Stored data entries:
//! Orchestrates remote calls, the semester cache, and the current selection.

use tracing::{debug, info, warn};

use crate::{
    config::Config,
    core::{
        category_registry::CategoryRegistry,
        clock::{Clock, SystemClock},
        semester_cache::SemesterCache,
        services::{SearchService, SummaryService},
    },
    domain::{
        Semester, SemesterDraft, SemesterId, SemesterUpdate, Statistics, Transaction,
        TransactionId,
    },
    errors::{DashboardError, Result},
    remote::{HttpRemoteStore, RemoteStore},
};

/// Coarse lifecycle of a [`Session`].
#[derive(Debug, Clone, Copy, PartialEq, Eq)]
pub enum SessionState {
    NoSemesters,
    SemestersLoaded,
    SemesterSelected,
}

/// Ticket for an in-flight transaction load, tagged with the semester it was
/// requested for. Only the most recently issued ticket can be applied.
#[derive(Debug, Clone, PartialEq, Eq)]
#[must_use = "a load ticket does nothing until passed to `Session::complete_load`"]
pub struct TransactionLoad {
    semester_id: SemesterId,
    generation: u64,
}

impl TransactionLoad {
    pub fn semester_id(&self) -> &SemesterId {
        &self.semester_id
    }

    pub fn generation(&self) -> u64 {
        self.generation
    }
}

/// What happened to a transaction-load response.
#[derive(Debug, Clone, Copy, PartialEq, Eq)]
pub enum LoadOutcome {
    Applied,
    /// A newer load was issued or the semester vanished before the response arrived.
    Discarded,
}

/// Result of a successful delete.
#[derive(Debug)]
pub struct DeleteOutcome {
    pub deleted: SemesterId,
    pub selected: Option<SemesterId>,
    /// Set when the semester selected in place of the deleted one could not
    /// load its transactions. The delete itself still happened.
    pub reload_error: Option<DashboardError>,
}

/// Client-side view of the dashboard backend.
///
/// Every operation either completes or leaves the cache and selection as they
/// were; remote errors are returned to the caller, never retried.
pub struct Session {
    store: Box<dyn RemoteStore>,
    clock: Box<dyn Clock>,
    cache: SemesterCache,
    categories: CategoryRegistry,
    selected: Option<SemesterId>,
    listed: bool,
    issued_loads: u64,
}

impl Session {
    pub fn new(store: Box<dyn RemoteStore>) -> Self {
        Self {
            store,
            clock: Box::new(SystemClock),
            cache: SemesterCache::new(),
            categories: CategoryRegistry::default(),
            selected: None,
            listed: false,
            issued_loads: 0,
        }
    }

    /// Connects to the configured backend with the configured categories.
    pub fn from_config(config: &Config) -> Result<Self> {
        let store = HttpRemoteStore::from_config(config)?;
        Ok(Self::new(Box::new(store))
            .with_categories(CategoryRegistry::from_names(&config.categories)))
    }

    pub fn with_clock(mut self, clock: Box<dyn Clock>) -> Self {
        self.clock = clock;
        self
    }

    pub fn with_categories(mut self, categories: CategoryRegistry) -> Self {
        self.categories = categories;
        self
    }

    pub fn state(&self) -> SessionState {
        if self.selected.is_some() {
            SessionState::SemesterSelected
        } else if self.listed && !self.cache.is_empty() {
            SessionState::SemestersLoaded
        } else {
            SessionState::NoSemesters
        }
    }

    /// Fetches the semester list and selects the first semester, if any.
    ///
    /// If the first semester's transactions cannot be loaded, the previous
    /// selection is kept when it is still listed.
    pub fn load(&mut self) -> Result<SessionState> {
        let semesters = self.store.list_semesters().map_err(|err| {
            warn!(error = %err, "failed to list semesters");
            err
        })?;
        info!(count = semesters.len(), "semesters loaded");
        self.cache.replace_all(semesters);
        self.listed = true;
        // The current view survives the reload until the first semester's
        // transactions are applied, unless its semester is gone.
        if let Some(current) = self.selected.take() {
            if self.cache.contains(&current) {
                self.selected = Some(current);
            }
        }
        // Anything still in flight belongs to the previous listing.
        self.issued_loads += 1;

        if let Some(first) = self.cache.first().map(|semester| semester.id.clone()) {
            self.select(&first)?;
        }
        Ok(self.state())
    }

    /// Selects a cached semester and loads its transactions.
    pub fn select(&mut self, id: &SemesterId) -> Result<LoadOutcome> {
        let ticket = self.begin_select(id)?;
        let result = self.store.list_transactions(ticket.semester_id());
        self.complete_load(ticket, result)
    }

    /// Issues a load ticket for `id`, superseding any earlier ticket.
    pub fn begin_select(&mut self, id: &SemesterId) -> Result<TransactionLoad> {
        if !self.cache.contains(id) {
            return Err(DashboardError::NotFound(format!("semester `{id}`")));
        }
        self.issued_loads += 1;
        debug!(semester = %id, generation = self.issued_loads, "transaction load issued");
        Ok(TransactionLoad {
            semester_id: id.clone(),
            generation: self.issued_loads,
        })
    }

    /// Applies the response of a transaction load if its ticket is still current.
    ///
    /// Stale responses are dropped whether they succeeded or failed. A current
    /// failure is returned and leaves the selection untouched.
    pub fn complete_load(
        &mut self,
        ticket: TransactionLoad,
        result: Result<Vec<Transaction>>,
    ) -> Result<LoadOutcome> {
        let TransactionLoad {
            semester_id,
            generation,
        } = ticket;
        if generation != self.issued_loads || !self.cache.contains(&semester_id) {
            debug!(semester = %semester_id, generation, "stale transaction load discarded");
            return Ok(LoadOutcome::Discarded);
        }

        let mut transactions = result.map_err(|err| {
            warn!(semester = %semester_id, error = %err, "failed to load transactions");
            err
        })?;
        let before = transactions.len();
        transactions.retain(|txn| txn.semester_id == semester_id);
        if transactions.len() != before {
            warn!(
                semester = %semester_id,
                dropped = before - transactions.len(),
                "backend returned transactions of another semester"
            );
        }

        info!(semester = %semester_id, count = transactions.len(), "semester selected");
        self.cache.set_transactions(&semester_id, transactions)?;
        self.selected = Some(semester_id);
        Ok(LoadOutcome::Applied)
    }

    /// Creates a semester named `name`, dated today, with zeroed figures.
    pub fn create(&mut self, name: &str) -> Result<SemesterId> {
        let draft = SemesterDraft::new(name, self.clock.today());
        self.create_from_draft(draft)
    }

    /// Creates a semester from `draft` and selects it.
    ///
    /// A blank name is rejected before any request is sent. A new semester has
    /// no transactions, so it is selected with an empty list and nothing else
    /// is fetched.
    pub fn create_from_draft(&mut self, mut draft: SemesterDraft) -> Result<SemesterId> {
        let name = draft.name.trim();
        if name.is_empty() {
            return Err(DashboardError::Validation(
                "semester name must not be empty".into(),
            ));
        }
        draft.name = name.to_string();

        let semester = self.store.create_semester(&draft).map_err(|err| {
            warn!(name = %draft.name, error = %err, "failed to create semester");
            err
        })?;
        let id = semester.id.clone();
        info!(semester = %id, name = %semester.name, "semester created");
        self.cache.upsert(semester);
        self.listed = true;
        self.cache.set_transactions(&id, Vec::new())?;
        // Supersedes any transaction load still in flight.
        self.issued_loads += 1;
        self.selected = Some(id.clone());
        Ok(id)
    }

    /// Deletes the currently selected semester.
    pub fn delete_selected(&mut self) -> Result<DeleteOutcome> {
        let id = self
            .selected
            .clone()
            .ok_or_else(|| DashboardError::NotFound("no semester is selected".into()))?;
        self.delete(&id)
    }

    /// Deletes `id` on the backend, then drops it from the cache.
    ///
    /// Requires a selection. When the selected semester is deleted, the first
    /// remaining semester becomes selected, or none when the cache is empty.
    pub fn delete(&mut self, id: &SemesterId) -> Result<DeleteOutcome> {
        if self.selected.is_none() {
            return Err(DashboardError::NotFound("no semester is selected".into()));
        }
        if !self.cache.contains(id) {
            return Err(DashboardError::NotFound(format!("semester `{id}`")));
        }

        self.store.delete_semester(id).map_err(|err| {
            warn!(semester = %id, error = %err, "failed to delete semester");
            err
        })?;
        self.cache.remove(id);
        info!(semester = %id, "semester deleted");

        let mut reload_error = None;
        if self.selected.as_ref() == Some(id) {
            self.selected = None;
            if let Some(next) = self.cache.first().map(|semester| semester.id.clone()) {
                if let Err(err) = self.select(&next) {
                    self.cache.set_transactions(&next, Vec::new())?;
                    self.selected = Some(next);
                    reload_error = Some(err);
                }
            }
        }

        Ok(DeleteOutcome {
            deleted: id.clone(),
            selected: self.selected.clone(),
            reload_error,
        })
    }

    /// Sends summary changes for `id` and replaces the cached record with the backend's.
    pub fn update_summary(
        &mut self,
        id: &SemesterId,
        mut changes: SemesterUpdate,
    ) -> Result<&Semester> {
        if !self.cache.contains(id) {
            return Err(DashboardError::NotFound(format!("semester `{id}`")));
        }
        if changes.is_empty() {
            return Err(DashboardError::Validation(
                "no summary changes given".into(),
            ));
        }
        if let Some(name) = changes.name.as_mut() {
            let trimmed = name.trim();
            if trimmed.is_empty() {
                return Err(DashboardError::Validation(
                    "semester name must not be empty".into(),
                ));
            }
            *name = trimmed.to_string();
        }

        let updated = self.store.update_semester(id, &changes).map_err(|err| {
            warn!(semester = %id, error = %err, "failed to update semester");
            err
        })?;
        if &updated.id != id {
            return Err(DashboardError::Network(format!(
                "backend answered update of `{id}` with semester `{}`",
                updated.id
            )));
        }
        info!(semester = %id, "semester summary updated");
        self.cache.upsert(updated);
        self.cache
            .get(id)
            .ok_or_else(|| DashboardError::NotFound(format!("semester `{id}`")))
    }

    /// Moves a transaction of the selected semester to another registered category.
    pub fn set_transaction_category(
        &mut self,
        transaction_id: &TransactionId,
        category: &str,
    ) -> Result<()> {
        if !self.categories.is_valid(category) {
            return Err(DashboardError::Validation(format!(
                "`{category}` is not a known category"
            )));
        }
        let semester_id = self
            .selected
            .clone()
            .ok_or_else(|| DashboardError::NotFound("no semester is selected".into()))?;
        let mut updated = self
            .cache
            .transactions(&semester_id)
            .iter()
            .find(|txn| &txn.id == transaction_id)
            .cloned()
            .ok_or_else(|| {
                DashboardError::NotFound(format!("transaction `{transaction_id}`"))
            })?;
        updated.category = category.to_string();

        let saved = self.store.update_transaction(&updated).map_err(|err| {
            warn!(transaction = %transaction_id, error = %err, "failed to update transaction");
            err
        })?;
        self.cache.replace_transaction(&semester_id, saved)?;
        info!(transaction = %transaction_id, category, "transaction recategorized");
        Ok(())
    }

    pub fn selected_id(&self) -> Option<&SemesterId> {
        self.selected.as_ref()
    }

    pub fn selected_semester(&self) -> Option<&Semester> {
        self.selected.as_ref().and_then(|id| self.cache.get(id))
    }

    /// Cached semesters in backend order.
    pub fn semesters(&self) -> &[Semester] {
        self.cache.semesters()
    }

    /// Transactions of the selected semester; empty without a selection.
    pub fn transactions(&self) -> &[Transaction] {
        match &self.selected {
            Some(id) => self.cache.transactions(id),
            None => &[],
        }
    }

    /// Transactions of the selected semester matching `query`. Never mutates the cache.
    pub fn search(&self, query: &str) -> Vec<&Transaction> {
        SearchService::filter(self.transactions(), query)
    }

    /// Statistics for the selected semester, recomputed on every call.
    pub fn statistics(&self) -> Option<Statistics> {
        self.selected_semester().map(|semester| {
            SummaryService::compute_statistics(semester, self.transactions(), &self.categories)
        })
    }

    pub fn categories(&self) -> &CategoryRegistry {
        &self.categories
    }

    pub fn add_category(&mut self, name: &str) -> bool {
        self.categories.add(name)
    }

    pub fn remove_category(&mut self, name: &str) -> bool {
        self.categories.remove(name)
    }

    pub fn cache(&self) -> &SemesterCache {
        &self.cache
    }
}
use std::sync::Once;

static TRACING_INIT: Once = Once::new();

/// Initializes the global tracing subscriber with sensible defaults.
pub fn init_tracing() {
    TRACING_INIT.call_once(|| {
        use tracing_subscriber::{filter::Directive, fmt, EnvFilter};

        let mut filter = EnvFilter::from_default_env();
        if let Ok(directive) = "semester_core=info".parse::<Directive>() {
            filter = filter.add_directive(directive);
        }

        let _ = fmt().with_env_filter(filter).try_init();
    });
}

Activity: Transcribe the records above exactly, but only from the line that contains "pub fn remove_category(&mut" through their final line, inclusive.

Completed exercise:
    pub fn remove_category(&mut self, name: &str) -> bool {
        self.categories.remove(name)
    }

    pub fn cache(&self) -> &SemesterCache {
        &self.cache
    }
}
use std::sync::Once;

static TRACING_INIT: Once = Once::new();

/// Initializes the global tracing subscriber with sensible defaults.
pub fn init_tracing() {
    TRACING_INIT.call_once(|| {
        use tracing_subscriber::{filter::Directive, fmt, EnvFilter};

        let mut filter = EnvFilter::from_default_env();
        if let Ok(directive) = "semester_core=info".parse::<Directive>() {
            filter = filter.add_directive(directive);
        }

        let _ = fmt().with_env_filter(filter).try_init();
    });
}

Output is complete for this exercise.